In secondo luogo vorrei far notare come uno dei problemi principali che pone questa direttiva e che l’articolo non cita è quello dell’autorizzazione alla quotazione. Oggi è infatti affidata al mercato (Borsa Italiana S.p.A.) ma in un mercato concorrenziale, che la direttiva si propone di creare, dovrà essere affidata per forza ad Authority indipendente (Consob?).
Vorrei sapere una vostra opinione su questi due temi.
Nel ringraziarvi anticipatamente, vi faccio i miei migliori auguri per il primo anno di questo progetto che spero duri a lungo
Cosimo
La redazione
Sul primo punto, se ben ricordo, solo le società di assicurazione e i gestori possono essere “eligible counterparties” sul mercato; non le grandi aziende. Il problema dell’internalizzazione riguarda le investment firms.

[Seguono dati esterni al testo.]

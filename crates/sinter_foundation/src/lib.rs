//! Core types for the Sinter virtual machine.
//!
//! This crate provides:
//! - [`Value`] - The tagged value shared by immediates and heap references
//! - [`HeapId`] - Opaque handles to heap objects
//! - [`Type`] - Runtime type descriptors used in diagnostics
//! - [`Error`] - Rich error types with context, and the [`Fault`] codes
//!   reported across the host boundary

#![warn(missing_docs)]
#![warn(clippy::all)]
#![warn(clippy::pedantic)]

pub mod error;
pub mod types;
pub mod value;

pub use error::{Error, ErrorContext, ErrorKind, ExecutionLimit, Fault, Result};
pub use types::{Arity, Type};
pub use value::{HeapId, Value, format_number};
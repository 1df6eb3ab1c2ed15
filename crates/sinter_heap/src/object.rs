//! Heap object variants.

#![allow(clippy::cast_possible_truncation)]

use sinter_foundation::{HeapId, Type, Value};

/// Bytes charged for every object header.
const HEADER_BYTES: u32 = 8;
/// Bytes charged per stored value.
const VALUE_BYTES: u32 = 8;

/// A heap-allocated object.
#[derive(Debug, Clone, PartialEq)]
pub enum HeapObject {
    /// A cons cell: `[car, cdr]`.
    Pair([Value; 2]),
    /// A mutable sequence of values.
    Array(Vec<Value>),
    /// Immutable text.
    String(Box<str>),
    /// A bytecode function together with the environment it closes over.
    Closure {
        /// Address of the function header in the program image.
        function: u32,
        /// Captured environment.
        env: HeapId,
    },
    /// A variable frame.
    Environment {
        /// Enclosing frame, `None` at the top level.
        parent: Option<HeapId>,
        /// Variable slots.
        slots: Vec<Value>,
    },
    /// A primitive function, by index into the primitive table.
    Primitive(u8),
    /// An embedder-registered internal function, by index.
    Internal(u8),
    /// A native stream tail.
    Thunk(Thunk),
}

/// State captured by a native stream tail.
///
/// Forcing a thunk is a pure function of this state: it builds a fresh pair
/// (or returns `null`) every time and never updates the thunk itself.
#[derive(Debug, Clone, Copy, PartialEq)]
pub enum Thunk {
    /// Walks the remainder of a materialised list.
    ListTail {
        /// The rest of the list.
        rest: Value,
    },
    /// Indices `next..count` mapped through `f`.
    BuildStream {
        /// Element function.
        f: Value,
        /// Next index to produce.
        next: f64,
        /// Stream length.
        count: f64,
    },
    /// `next, next + 1, ...` without end.
    IntegersFrom {
        /// Next value to produce.
        next: f64,
    },
    /// `next..=end` in steps of one.
    EnumRange {
        /// Next value to produce.
        next: f64,
        /// Last value produced.
        end: f64,
    },
    /// The rest of a stream followed by another stream.
    Append {
        /// Tail function of the first stream.
        rest: Value,
        /// The second stream, untouched until `rest` runs out.
        other: Value,
    },
    /// The rest of a stream mapped through `f`.
    Map {
        /// Mapping function.
        f: Value,
        /// Tail function of the source stream.
        upstream: Value,
    },
    /// The rest of a stream filtered by `pred`.
    Filter {
        /// Predicate.
        pred: Value,
        /// Tail function of the source stream.
        upstream: Value,
    },
}

impl HeapObject {
    /// Returns the runtime type of the object.
    #[must_use]
    pub const fn type_of(&self) -> Type {
        match self {
            Self::Pair(_) => Type::Pair,
            Self::Array(_) => Type::Array,
            Self::String(_) => Type::String,
            Self::Closure { .. } | Self::Primitive(_) | Self::Internal(_) | Self::Thunk(_) => {
                Type::Function
            }
            Self::Environment { .. } => Type::Environment,
        }
    }

    /// Returns true for values that `call` accepts.
    #[must_use]
    pub const fn is_callable(&self) -> bool {
        matches!(self.type_of(), Type::Function)
    }

    /// Returns the elements of pairs and arrays.
    #[must_use]
    pub fn elements(&self) -> Option<&[Value]> {
        match self {
            Self::Pair(cell) => Some(cell),
            Self::Array(items) => Some(items),
            _ => None,
        }
    }

    /// Bytes this object is charged against the arena.
    #[must_use]
    pub fn footprint(&self) -> u32 {
        let payload = match self {
            Self::Pair(_) => 2 * VALUE_BYTES,
            Self::Array(items) => items.len() as u32 * VALUE_BYTES,
            Self::String(text) => text.len() as u32 + 1,
            Self::Closure { .. } => VALUE_BYTES,
            Self::Environment { slots, .. } => (slots.len() as u32 + 1) * VALUE_BYTES,
            Self::Primitive(_) | Self::Internal(_) => 0,
            Self::Thunk(_) => 3 * VALUE_BYTES,
        };
        HEADER_BYTES + payload
    }
}
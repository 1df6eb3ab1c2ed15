//! Integration tests for Layer 2: VM
//!
//! Tests for image loading, the interpreter and the primitive library,
//! driven through assembled programs.

mod lists;
mod loader;
mod streams;
mod support;
//! Integration tests for Arena
//!
//! Tests allocation, release, reuse and exhaustion.

use proptest::prelude::*;
use sinter_foundation::{ErrorKind, Fault};
use sinter_heap::{Arena, Handle};

#[test]
fn uninitialised_arena_refuses_everything() {
    let mut arena = Arena::new();
    assert!(!arena.is_initialised());
    let err = arena.allocate(8).unwrap_err();
    assert_eq!(err.fault(), Fault::UninitialisedHeap);
}

#[test]
fn handles_are_never_zero() {
    let mut arena = Arena::with_capacity(256);
    for _ in 0..8 {
        assert_ne!(arena.allocate(8).unwrap().offset(), 0);
    }
}

#[test]
fn regions_start_zeroed() {
    let mut arena = Arena::with_capacity(256);
    let a = arena.allocate(16).unwrap();
    arena.bytes_mut(a).unwrap().fill(0xAA);
    arena.release(a).unwrap();
    let b = arena.allocate(16).unwrap();
    assert!(arena.bytes(b).unwrap().iter().all(|&byte| byte == 0));
}

#[test]
fn released_space_is_reused() {
    let mut arena = Arena::with_capacity(64);
    let first = arena.allocate(48).unwrap();
    assert!(arena.allocate(48).is_err());
    arena.release(first).unwrap();
    assert!(arena.allocate(48).is_ok());
}

#[test]
fn double_release_is_rejected() {
    let mut arena = Arena::with_capacity(64);
    let handle = arena.allocate(8).unwrap();
    arena.release(handle).unwrap();
    let err = arena.release(handle).unwrap_err();
    assert!(matches!(err.kind, ErrorKind::InvalidRelease(_)));
    assert!(arena.release(Handle::from_raw(0)).is_err());
}

#[test]
fn exhaustion_is_out_of_memory() {
    let mut arena = Arena::with_capacity(32);
    let err = arena.allocate(1024).unwrap_err();
    assert_eq!(err.fault(), Fault::OutOfMemory);
}

#[test]
fn reinit_discards_handles() {
    let mut arena = Arena::with_capacity(64);
    let handle = arena.allocate(8).unwrap();
    arena.init(128);
    assert!(!arena.is_live(handle));
    assert_eq!(arena.used(), 0);
    assert_eq!(arena.capacity(), 128);
}

proptest! {
    #[test]
    fn releasing_everything_restores_capacity(sizes in prop::collection::vec(1_u32..200, 1..40)) {
        let mut arena = Arena::with_capacity(1 << 16);
        let before = arena.available();
        let mut handles = Vec::new();
        for size in sizes {
            handles.push(arena.allocate(size).unwrap());
        }
        // Release in an interleaved order to exercise coalescing.
        let (evens, odds): (Vec<_>, Vec<_>) =
            handles.into_iter().enumerate().partition(|(i, _)| i % 2 == 0);
        for (_, handle) in evens.into_iter().chain(odds) {
            arena.release(handle).unwrap();
        }
        prop_assert_eq!(arena.used(), 0);
        prop_assert_eq!(arena.available(), before);
    }
}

Sul secondo punto. Il problema è stato risolto dagli inglesi, che, quando hanno privatizzato il LSE, hanno affidato la ammissione a quotazione a un’autorità indipendente: la UK Listing Authority. Ma il problema si pone a motivo della privatizzazione delle borse, per evitare conflitti d’interesse, non a motivo della concorrenza fra borse. Un titolo può essere ammesso a quotazione su un mercato regolamentato e poi ammesso a negoziazione su altri mercati. Le questioni che si pongono riguardano soprattutto le regole di trasparenza e di informazione sui mercati ove vi è solo negoziazione.